Female garment workers participate in protest.

Maruf Rahman via Pixabay

Next time you put on that top fashion-brand garment made in Bangladesh, consider the workers who produced it.  Are they still alive, despite wages below poverty level and unsafe working conditions? Or have some been killed or injured in a factory collapse or fire, or in an attempt to strike for better working conditions and wages? Have their employers or the government filed unfounded criminal charges against them for daring to negotiate at the bargaining table? Despite a groundswell of international support for labor reforms after the 2013 collapse of the Rana Plaza factory building in Bangladesh which killed or injured more than 3600 workers, the repression against workers who advocate for better terms and conditions of work in the world’s second largest garment manufacturing export sector has not improved. A recent international complaint by global union leaders against Bangladesh documents the ongoing violence and criminalization against union leaders and worker rights advocates in the country.
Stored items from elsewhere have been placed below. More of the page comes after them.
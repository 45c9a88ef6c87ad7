use crate::medication::Medication;
use crate::reminder_plan::ReminderSlot;
use crate::shared::recurrence::DailyRecurrence;
use crate::time::ClockTime;
use crate::time_policy::SCHEDULING_TZ;
use chrono::{DateTime, Duration, NaiveDate, TimeZone};
use chrono_tz::Tz;
use serde::{Deserialize, Serialize};

/// Calendar events block a 15 minute window.
pub const EVENT_DURATION_MINUTES: i64 = 15;

#[derive(Debug, Clone, Copy, PartialEq, Eq, Serialize, Deserialize)]
#[serde(rename_all = "lowercase")]
pub enum ReminderChannel {
    Popup,
    Email,
}

#[derive(Debug, Clone, PartialEq, Serialize, Deserialize)]
#[serde(rename_all = "camelCase")]
pub struct EventReminderOverride {
    pub method: ReminderChannel,
    pub minutes: i64,
}

/// A fully specified recurring calendar event, ready for submission to
/// the calendar gateway.
#[derive(Debug, Clone)]
pub struct ReminderEvent {
    pub summary: String,
    pub description: String,
    pub start: DateTime<Tz>,
    pub duration_minutes: i64,
    pub recurrence: DailyRecurrence,
    pub reminders: Vec<EventReminderOverride>,
}

impl ReminderEvent {
    /// Builds the event for one plan slot.
    ///
    /// The first occurrence is today at the slot's wall-clock time, or
    /// tomorrow when that instant is not strictly in the future, so the
    /// gateway is never asked to create an event starting in the past.
    pub fn from_slot(medication: &Medication, slot: &ReminderSlot, now: DateTime<Tz>) -> Self {
        let duration_text = if medication.duration.trim().is_empty() {
            "As prescribed"
        } else {
            medication.duration.as_str()
        };
        let summary = format!(
            "\u{1F48A} {} - {} dose(s)",
            medication.name, slot.dose_count
        );
        let description = format!(
            "Medication reminder\n\nMedicine: {}\nDosage: {} dose(s)\nTiming: {}\nDuration: {}\n\nDon't forget to take your medicine!",
            medication.name, slot.dose_count, slot.label, duration_text
        );

        Self {
            summary,
            description,
            start: first_occurrence(slot.time, now),
            duration_minutes: EVENT_DURATION_MINUTES,
            recurrence: DailyRecurrence::until(slot.recurrence_end_date),
            reminders: vec![
                EventReminderOverride {
                    method: ReminderChannel::Popup,
                    minutes: 5,
                },
                EventReminderOverride {
                    method: ReminderChannel::Email,
                    minutes: 30,
                },
            ],
        }
    }

    pub fn end(&self) -> DateTime<Tz> {
        self.start + Duration::minutes(self.duration_minutes)
    }
}

/// First instant at `time` that is strictly after `now`: today when the
/// slot time has not passed yet, otherwise tomorrow.
pub fn first_occurrence(time: ClockTime, now: DateTime<Tz>) -> DateTime<Tz> {
    let today = now.date_naive();
    let candidate = at_local(today, time);
    if candidate > now {
        candidate
    } else {
        at_local(today + Duration::days(1), time)
    }
}

fn at_local(date: NaiveDate, time: ClockTime) -> DateTime<Tz> {
    SCHEDULING_TZ
        .from_local_datetime(&date.and_time(time.to_naive_time()))
        .single()
        .expect("The scheduling timezone has no skipped or ambiguous local times")
}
Restrictions on Freedom of Association Undermine Democratic Governance

The resistance to the rule of law in Bangladesh offers a telling example of the rising impunity for attacks on worker rights advocates around the world. These attacks have implications far beyond labor disputes. As one of the oldest and strongest social movements, the labor community has utilized the right to organize and associate as a means to not only promote worker’s rights but also to ensure the participation of their members and supporters in democratic processes.
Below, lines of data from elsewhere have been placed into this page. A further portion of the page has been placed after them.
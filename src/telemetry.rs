use tracing::subscriber::set_global_default;
use tracing::Subscriber;
use tracing_bunyan_formatter::{BunyanFormattingLayer, JsonStorageLayer};
use tracing_log::LogTracer;
use tracing_subscriber::{layer::SubscriberExt, EnvFilter, Registry};

/// Compose a tracing subscriber emitting bunyan-formatted JSON lines.
/// `env_filter` is the fallback when `RUST_LOG` is not set.
pub fn get_subscriber(name: String, env_filter: String) -> impl Subscriber + Send + Sync {
    let env_filter =
        EnvFilter::try_from_default_env().unwrap_or_else(|_| EnvFilter::new(env_filter));
    let formatting_layer = BunyanFormattingLayer::new(name, std::io::stdout);
    Registry::default()
        .with(env_filter)
        .with(JsonStorageLayer)
        .with(formatting_layer)
}

/// Register the subscriber as the global default and redirect `log`
/// events into it. Should only be called once.
pub fn init_subscriber(subscriber: impl Subscriber + Send + Sync) {
    LogTracer::init().expect("Failed to set logger");
    set_global_default(subscriber).expect("Failed to set subscriber");
}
Unfortunately, the right to freedom of association is increasingly under threat, as rising authoritarianism has led to the adoption of laws in over 80 countries restricting this fundamental right. Not content to restrict fundamental freedoms through legislative measures, authoritarian regimes are also increasingly attacking judicial independence in an effort to consolidate control This in turn has enabled the increased use of criminal law to chill the peaceful exercise of freedom of association and assembly. Sadly, the COVID-19 pandemic has served as a pretext to further restrict civic space and freedoms with such measures as emergency declarations that limit or suspend rights and freedoms, and revisions to long-standing labor law protections on working hours and union organizing

Instances of unjustified arrest, detention and prosecution are often signs of a broader onslaught against the rule of law and fair trial rights.  International experts and rapporteurs have urged that states be accountable for such restrictions which obstruct social progress and equality, democratic governance, and sustainable development.   Such assaults are made possible by political or financial capture of prosecutors and the judiciary and even parliaments  which pass criminal laws with broad or vague prohibitions against public gatherings, unions and journalists that express independent opinions. Restrictive reforms of labor laws that claw back long-standing worker protections and union freedoms, some of them hidden in omnibus bills involving multiple fields of legislation, have been reported in countries as diverse as Australia, Belarus, India, and Myanmar.  While labor law alone is too narrow to repel all dissenting voices, the combination of labor restrictions with criminal harassment and penalties mounts a formidable assault on human rights and a fair legal process essential to democratic governance.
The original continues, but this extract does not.